# [Task statement]
The whole listing should be given back without any alteration.
=== Begin Enclosure ===
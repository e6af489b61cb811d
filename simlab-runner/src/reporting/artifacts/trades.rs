//! Trade log export (CSV).

use crate::records::TradeRecord;
use anyhow::{Context, Result};
use std::path::Path;

pub fn write_trades_csv(path: &Path, trades: &[TradeRecord]) -> Result<()> {
    let mut writer = csv::Writer::from_path(path)
        .with_context(|| format!("Failed to create trades CSV {}", path.display()))?;
    for trade in trades {
        writer.serialize(trade).context("Failed to write trade row")?;
    }
    writer.flush().context("Failed to flush trades CSV")?;
    Ok(())
}

pub fn read_trades_csv(path: &Path) -> Result<Vec<TradeRecord>> {
    let mut reader = csv::Reader::from_path(path)
        .with_context(|| format!("Failed to open trades CSV {}", path.display()))?;
    reader
        .deserialize()
        .enumerate()
        .map(|(i, row)| row.with_context(|| format!("Malformed trade row {}", i + 1)))
        .collect()
}
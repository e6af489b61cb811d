//! Market data sequencer: ordered bar delivery with a rewindable cursor.

use crate::domain::Bar;

/// Supplies bars to the driver one at a time.
///
/// Implementations deliver bars in the order they were given. They do not
/// repair disorder: the driver checks timestamps and fails the run if they
/// ever decrease.
pub trait MarketDataSequencer {
    /// Next bar, or `None` once exhausted.
    fn next_bar(&mut self) -> Option<Bar>;

    /// Rewind to the first bar.
    fn reset(&mut self);

    /// Bars left before exhaustion, when known.
    fn remaining(&self) -> Option<usize> {
        None
    }
}

/// In-memory sequencer over a vector of bars.
#[derive(Debug, Clone, Default)]
pub struct VecSequencer {
    bars: Vec<Bar>,
    cursor: usize,
}

impl VecSequencer {
    /// Deliver `bars` exactly as given.
    pub fn new(bars: Vec<Bar>) -> Self {
        Self { bars, cursor: 0 }
    }

    /// Stable-sort by timestamp first. Bars sharing a timestamp keep their
    /// relative order.
    pub fn from_unsorted(mut bars: Vec<Bar>) -> Self {
        bars.sort_by_key(|b| b.timestamp);
        Self::new(bars)
    }

    pub fn bars(&self) -> &[Bar] {
        &self.bars
    }

    pub fn len(&self) -> usize {
        self.bars.len()
    }

    pub fn is_empty(&self) -> bool {
        self.bars.is_empty()
    }

    /// Sequencer over the first `n` bars (all of them if `n` exceeds the length).
    pub fn truncated(&self, n: usize) -> Self {
        Self::new(self.bars[..n.min(self.bars.len())].to_vec())
    }
}

impl MarketDataSequencer for VecSequencer {
    fn next_bar(&mut self) -> Option<Bar> {
        let bar = self.bars.get(self.cursor)?.clone();
        self.cursor += 1;
        Some(bar)
    }

    fn reset(&mut self) {
        self.cursor = 0;
    }

    fn remaining(&self) -> Option<usize> {
        Some(self.bars.len() - self.cursor)
    }
}

impl<S: MarketDataSequencer + ?Sized> MarketDataSequencer for &mut S {
    fn next_bar(&mut self) -> Option<Bar> {
        (**self).next_bar()
    }

    fn reset(&mut self) {
        (**self).reset()
    }

    fn remaining(&self) -> Option<usize> {
        (**self).remaining()
    }
}

#[cfg(test)]
mod tests {
    use super::*;

    fn bar(ts: i64, symbol: &str) -> Bar {
        Bar::new(ts, symbol, 10.0, 11.0, 9.0, 10.0, 100.0)
    }

    #[test]
    fn delivers_in_order_then_exhausts() {
        let mut seq = VecSequencer::new(vec![bar(1, "A"), bar(2, "A")]);
        assert_eq!(seq.remaining(), Some(2));
        assert_eq!(seq.next_bar().unwrap().timestamp, 1);
        assert_eq!(seq.next_bar().unwrap().timestamp, 2);
        assert!(seq.next_bar().is_none());
        assert!(seq.next_bar().is_none());
    }

    #[test]
    fn reset_rewinds() {
        let mut seq = VecSequencer::new(vec![bar(1, "A"), bar(2, "A")]);
        seq.next_bar();
        seq.next_bar();
        seq.reset();
        assert_eq!(seq.next_bar().unwrap().timestamp, 1);
    }

    #[test]
    fn from_unsorted_is_stable() {
        let seq = VecSequencer::from_unsorted(vec![bar(2, "B"), bar(1, "A"), bar(2, "A")]);
        let order: Vec<(i64, &str)> = seq
            .bars()
            .iter()
            .map(|b| (b.timestamp, b.symbol.as_str()))
            .collect();
        assert_eq!(order, vec![(1, "A"), (2, "B"), (2, "A")]);
    }

    #[test]
    fn truncated_keeps_prefix() {
        let seq = VecSequencer::new(vec![bar(1, "A"), bar(2, "A"), bar(3, "A")]);
        assert_eq!(seq.truncated(2).len(), 2);
        assert_eq!(seq.truncated(10).len(), 3);
    }
}
//! Look-ahead contamination tests.
//!
//! Run each strategy on the full series and on truncated prefixes. Without
//! lookahead, the fills on the prefix must match the full run's fills on the
//! same bars exactly. With fault injection leaking one future bar, they must not.

mod common;

use common::DAY;
use simlab_core::data::{SyntheticSeries, VecSequencer};
use simlab_core::domain::{Bar, Fill};
use simlab_core::engine::{BacktestDriver, DriverConfig, FaultProfile};
use simlab_core::rng::SeedHierarchy;
use simlab_core::strategy::{Breakout, MeanReversion, Strategy, TsMomentum};

fn bars() -> Vec<Bar> {
    let mut spec = SyntheticSeries::daily("SPY", 160);
    spec.volatility = 0.02;
    spec.generate(&SeedHierarchy::new(2024))
}

fn fills(strategy: &Strategy, bars: &[Bar], fault: FaultProfile) -> Vec<Fill> {
    let config = DriverConfig::new(100_000.0, 5).with_fault(fault);
    BacktestDriver::new(config, VecSequencer::new(bars.to_vec()), strategy)
        .unwrap()
        .run()
        .unwrap()
        .fills
}

fn strategies() -> Vec<Strategy> {
    vec![
        Strategy::TsMomentum(TsMomentum::new("SPY", 20, 0.01, 10)),
        Strategy::MeanReversion(MeanReversion::new("SPY", 15, 1.5, 50.0)),
        Strategy::Breakout(Breakout::new("SPY", 10, 5, 0.02)),
    ]
}

fn prefix_mismatch(strategy: &Strategy, fault: FaultProfile) -> Option<usize> {
    let tape = bars();
    let full = fills(strategy, &tape, fault);
    for cut in 30..tape.len() {
        let cutoff = tape[cut - 1].timestamp;
        let truncated = fills(strategy, &tape[..cut], fault);
        let expected: Vec<&Fill> = full.iter().filter(|f| f.timestamp <= cutoff).collect();
        let got: Vec<&Fill> = truncated.iter().collect();
        if expected != got {
            return Some(cut);
        }
    }
    None
}

#[test]
fn no_lookahead_in_shipped_strategies() {
    for strategy in strategies() {
        assert_eq!(
            prefix_mismatch(&strategy, FaultProfile::disabled()),
            None,
            "{strategy:?} changed its past decisions when future bars were added"
        );
    }
}

#[test]
fn leaked_future_bar_is_visible_in_prefix_comparison() {
    let strategy = Strategy::TsMomentum(TsMomentum::new("SPY", 20, 0.01, 10));
    assert!(prefix_mismatch(&strategy, FaultProfile::leak_future_bars(1)).is_some());
}

#[test]
fn leaked_decisions_are_stamped_after_their_fills() {
    let strategy = Strategy::TsMomentum(TsMomentum::new("SPY", 20, 0.01, 10));
    let leaked = fills(&strategy, &bars(), FaultProfile::leak_future_bars(1));
    assert!(leaked
        .iter()
        .any(|f| f.decision_timestamp == f.timestamp + DAY));

    let clean = fills(&strategy, &bars(), FaultProfile::disabled());
    assert!(clean.iter().all(|f| f.decision_timestamp <= f.timestamp));
}
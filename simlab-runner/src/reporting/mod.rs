//! Artifact export and read-back.

pub mod artifacts;

pub use artifacts::{ArtifactManager, ArtifactPaths, LoadedRun, RunManifest};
=== End Enclosure ===
# [Answer to the problem]
repository e6af489b61cb811d
filename simlab-runner/src/reporting/artifacts/trades.rs
//! Trade log export (CSV).

use crate::records::TradeRecord;
use anyhow::{Context, Result};
use std::path::Path;

pub fn write_trades_csv(path: &Path, trades: &[TradeRecord]) -> Result<()> {
    let mut writer = csv::Writer::from_path(path)
        .with_context(|| format!("Failed to create trades CSV {}", path.display()))?;
    for trade in trades {
        writer.serialize(trade).context("Failed to write trade row")?;
    }
    writer.flush().context("Failed to flush trades CSV")?;
    Ok(())
}

pub fn read_trades_csv(path: &Path) -> Result<Vec<TradeRecord>> {
    let mut reader = csv::Reader::from_path(path)
        .with_context(|| format!("Failed to open trades CSV {}", path.display()))?;
    reader
        .deserialize()
        .enumerate()
        .map(|(i, row)| row.with_context(|| format!("Malformed trade row {}", i + 1)))
        .collect()
}
repository e6af489b61cb811d
//! Market data sequencer: ordered bar delivery with a rewindable cursor.

use crate::domain::Bar;

/// Supplies bars to the driver one at a time.
///
/// Implementations deliver bars in the order they were given. They do not
/// repair disorder: the driver checks timestamps and fails the run if they
/// ever decrease.
pub trait MarketDataSequencer {
    /// Next bar, or `None` once exhausted.
    fn next_bar(&mut self) -> Option<Bar>;

    /// Rewind to the first bar.
    fn reset(&mut self);

    /// Bars left before exhaustion, when known.
    fn remaining(&self) -> Option<usize> {
        None
    }
}

/// In-memory sequencer over a vector of bars.
#[derive(Debug, Clone, Default)]
pub struct VecSequencer {
    bars: Vec<Bar>,
    cursor: usize,
}

impl VecSequencer {
    /// Deliver `bars` exactly as given.
    pub fn new(bars: Vec<Bar>) -> Self {
        Self { bars, cursor: 0 }
    }

    /// Stable-sort by timestamp first. Bars sharing a timestamp keep their
    /// relative order.
    pub fn from_unsorted(mut bars: Vec<Bar>) -> Self {
        bars.sort_by_key(|b| b.timestamp);
        Self::new(bars)
    }

    pub fn bars(&self) -> &[Bar] {
        &self.bars
    }

    pub fn len(&self) -> usize {
        self.bars.len()
    }

    pub fn is_empty(&self) -> bool {
        self.bars.is_empty()
    }

    /// Sequencer over the first `n` bars (all of them if `n` exceeds the length).
    pub fn truncated(&self, n: usize) -> Self {
        Self::new(self.bars[..n.min(self.bars.len())].to_vec())
    }
}

impl MarketDataSequencer for VecSequencer {
    fn next_bar(&mut self) -> Option<Bar> {
        let bar = self.bars.get(self.cursor)?.clone();
        self.cursor += 1;
        Some(bar)
    }

    fn reset(&mut self) {
        self.cursor = 0;
    }

    fn remaining(&self) -> Option<usize> {
        Some(self.bars.len() - self.cursor)
    }
}

impl<S: MarketDataSequencer + ?Sized> MarketDataSequencer for &mut S {
    fn next_bar(&mut self) -> Option<Bar> {
        (**self).next_bar()
    }

    fn reset(&mut self) {
        (**self).reset()
    }

    fn remaining(&self) -> Option<usize> {
        (**self).remaining()
    }
}

#[cfg(test)]
mod tests {
    use super::*;

    fn bar(ts: i64, symbol: &str) -> Bar {
        Bar::new(ts, symbol, 10.0, 11.0, 9.0, 10.0, 100.0)
    }

    #[test]
    fn delivers_in_order_then_exhausts() {
        let mut seq = VecSequencer::new(vec![bar(1, "A"), bar(2, "A")]);
        assert_eq!(seq.remaining(), Some(2));
        assert_eq!(seq.next_bar().unwrap().timestamp, 1);
        assert_eq!(seq.next_bar().unwrap().timestamp, 2);
        assert!(seq.next_bar().is_none());
        assert!(seq.next_bar().is_none());
    }

    #[test]
    fn reset_rewinds() {
        let mut seq = VecSequencer::new(vec![bar(1, "A"), bar(2, "A")]);
        seq.next_bar();
        seq.next_bar();
        seq.reset();
        assert_eq!(seq.next_bar().unwrap().timestamp, 1);
    }

    #[test]
    fn from_unsorted_is_stable() {
        let seq = VecSequencer::from_unsorted(vec![bar(2, "B"), bar(1, "A"), bar(2, "A")]);
        let order: Vec<(i64, &str)> = seq
            .bars()
            .iter()
            .map(|b| (b.timestamp, b.symbol.as_str()))
            .collect();
        assert_eq!(order, vec![(1, "A"), (2, "B"), (2, "A")]);
    }

    #[test]
    fn truncated_keeps_prefix() {
        let seq = VecSequencer::new(vec![bar(1, "A"), bar(2, "A"), bar(3, "A")]);
        assert_eq!(seq.truncated(2).len(), 2);
        assert_eq!(seq.truncated(10).len(), 3);
    }
}
//! Look-ahead contamination tests.
//!
//! Run each strategy on the full series and on truncated prefixes. Without
//! lookahead, the fills on the prefix must match the full run's fills on the
//! same bars exactly. With fault injection leaking one future bar, they must not.

mod common;

use common::DAY;
use simlab_core::data::{SyntheticSeries, VecSequencer};
use simlab_core::domain::{Bar, Fill};
use simlab_core::engine::{BacktestDriver, DriverConfig, FaultProfile};
use simlab_core::rng::SeedHierarchy;
use simlab_core::strategy::{Breakout, MeanReversion, Strategy, TsMomentum};

fn bars() -> Vec<Bar> {
    let mut spec = SyntheticSeries::daily("SPY", 160);
    spec.volatility = 0.02;
    spec.generate(&SeedHierarchy::new(2024))
}

fn fills(strategy: &Strategy, bars: &[Bar], fault: FaultProfile) -> Vec<Fill> {
    let config = DriverConfig::new(100_000.0, 5).with_fault(fault);
    BacktestDriver::new(config, VecSequencer::new(bars.to_vec()), strategy)
        .unwrap()
        .run()
        .unwrap()
        .fills
}

fn strategies() -> Vec<Strategy> {
    vec![
        Strategy::TsMomentum(TsMomentum::new("SPY", 20, 0.01, 10)),
        Strategy::MeanReversion(MeanReversion::new("SPY", 15, 1.5, 50.0)),
        Strategy::Breakout(Breakout::new("SPY", 10, 5, 0.02)),
    ]
}

fn prefix_mismatch(strategy: &Strategy, fault: FaultProfile) -> Option<usize> {
    let tape = bars();
    let full = fills(strategy, &tape, fault);
    for cut in 30..tape.len() {
        let cutoff = tape[cut - 1].timestamp;
        let truncated = fills(strategy, &tape[..cut], fault);
        let expected: Vec<&Fill> = full.iter().filter(|f| f.timestamp <= cutoff).collect();
        let got: Vec<&Fill> = truncated.iter().collect();
        if expected != got {
            return Some(cut);
        }
    }
    None
}

#[test]
fn no_lookahead_in_shipped_strategies() {
    for strategy in strategies() {
        assert_eq!(
            prefix_mismatch(&strategy, FaultProfile::disabled()),
            None,
            "{strategy:?} changed its past decisions when future bars were added"
        );
    }
}

#[test]
fn leaked_future_bar_is_visible_in_prefix_comparison() {
    let strategy = Strategy::TsMomentum(TsMomentum::new("SPY", 20, 0.01, 10));
    assert!(prefix_mismatch(&strategy, FaultProfile::leak_future_bars(1)).is_some());
}

#[test]
fn leaked_decisions_are_stamped_after_their_fills() {
    let strategy = Strategy::TsMomentum(TsMomentum::new("SPY", 20, 0.01, 10));
    let leaked = fills(&strategy, &bars(), FaultProfile::leak_future_bars(1));
    assert!(leaked
        .iter()
        .any(|f| f.decision_timestamp == f.timestamp + DAY));

    let clean = fills(&strategy, &bars(), FaultProfile::disabled());
    assert!(clean.iter().all(|f| f.decision_timestamp <= f.timestamp));
}
filename simlab-runner/src/reporting/mod.rs
//! Artifact export and read-back.

pub mod artifacts;

pub use artifacts::{ArtifactManager, ArtifactPaths, LoadedRun, RunManifest};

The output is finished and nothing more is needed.